**Input records**
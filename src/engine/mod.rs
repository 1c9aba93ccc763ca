//! Per-request orchestration.
//!
//! One request runs a fixed state machine: classify → fetch profile →
//! create session → derive cache key → fan-out stage workers → fan-in
//! events → terminal event → async persistence. Workers stream onto one
//! bounded channel consumed by the HTTP writer; coordination is a
//! `JoinSet` plus the event channel's close-once terminal guard.

mod persist;

use std::collections::HashMap;
use std::sync::Arc;
use std::time::{Duration, Instant};

use parking_lot::Mutex;
use tokio::task::JoinSet;
use tokio_stream::wrappers::ReceiverStream;
use tokio_util::sync::CancellationToken;
use tracing::{debug, info, instrument, warn};
use uuid::Uuid;

use crate::cache::Caches;
use crate::classify::{self, Classification};
use crate::config::Config;
use crate::cost::CostTable;
use crate::domain::{AiCityResponse, Domain, Intent, Location, SearchPreferences, Session};
use crate::events::{
    EventChannelConfig, EventPayload, EventSender, Navigation, StagePart, StreamEvent,
    event_channel,
};
use crate::hashing;
use crate::prompts;
use crate::provider::TextProvider;
use crate::repo::Repositories;
use crate::semantic::{Embedder, VectorSearch, blend_embeddings};
use crate::worker::{self, PartBuffers, StageJob, StageOutcome};

/// Weight of the profile embedding when blending with the query embedding.
const PROFILE_BLEND_WEIGHT: f32 = 0.3;

/// Result-set size for semantic cache population and POI vector search.
const SEMANTIC_RESULT_LIMIT: usize = 10;

/// One inbound chat message.
#[derive(Debug, Clone)]
pub struct ChatRequest {
    pub user_id: Uuid,
    pub profile_id: Uuid,
    pub message: String,
    pub location: Option<Location>,
    pub session_id: Option<Uuid>,
    pub device_type: String,
}

impl ChatRequest {
    pub fn new(user_id: Uuid, profile_id: Uuid, message: impl Into<String>) -> Self {
        Self {
            user_id,
            profile_id,
            message: message.into(),
            location: None,
            session_id: None,
            device_type: "web".to_string(),
        }
    }
}

/// Engine tunables derived from [`Config`].
#[derive(Debug, Clone)]
pub struct EngineSettings {
    pub request_deadline: Duration,
    pub channel: EventChannelConfig,
}

impl EngineSettings {
    pub fn from_config(config: &Config) -> Self {
        Self {
            request_deadline: Duration::from_secs(config.request_deadline_secs),
            channel: EventChannelConfig {
                capacity: config.event_channel_capacity,
                send_timeout: Duration::from_millis(config.event_send_timeout_ms),
                send_retries: config.event_send_retries,
            },
        }
    }
}

/// The orchestration engine. Process-wide; per-request state (channel,
/// buffers, cancellation) is scoped to each [`Engine::handle_message`]
/// call and released on every exit path.
pub struct Engine<P: TextProvider + ?Sized, E: Embedder + ?Sized> {
    provider: Arc<P>,
    embedder: Arc<E>,
    caches: Caches,
    repos: Repositories,
    cost: CostTable,
    settings: EngineSettings,
}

**Aim of the task**
Please copy only the lines between the first line of the entries and the line with "use crate::prompts;", keeping those two end lines as well, exactly as written.

**Reply**
filename src/engine/mod.rs
repository 1c9aba93ccc763ca
//! Per-request orchestration.
//!
//! One request runs a fixed state machine: classify → fetch profile →
//! create session → derive cache key → fan-out stage workers → fan-in
//! events → terminal event → async persistence. Workers stream onto one
//! bounded channel consumed by the HTTP writer; coordination is a
//! `JoinSet` plus the event channel's close-once terminal guard.

mod persist;

use std::collections::HashMap;
use std::sync::Arc;
use std::time::{Duration, Instant};

use parking_lot::Mutex;
use tokio::task::JoinSet;
use tokio_stream::wrappers::ReceiverStream;
use tokio_util::sync::CancellationToken;
use tracing::{debug, info, instrument, warn};
use uuid::Uuid;

use crate::cache::Caches;
use crate::classify::{self, Classification};
use crate::config::Config;
use crate::cost::CostTable;
use crate::domain::{AiCityResponse, Domain, Intent, Location, SearchPreferences, Session};
use crate::events::{
    EventChannelConfig, EventPayload, EventSender, Navigation, StagePart, StreamEvent,
    event_channel,
};
use crate::hashing;
use crate::prompts;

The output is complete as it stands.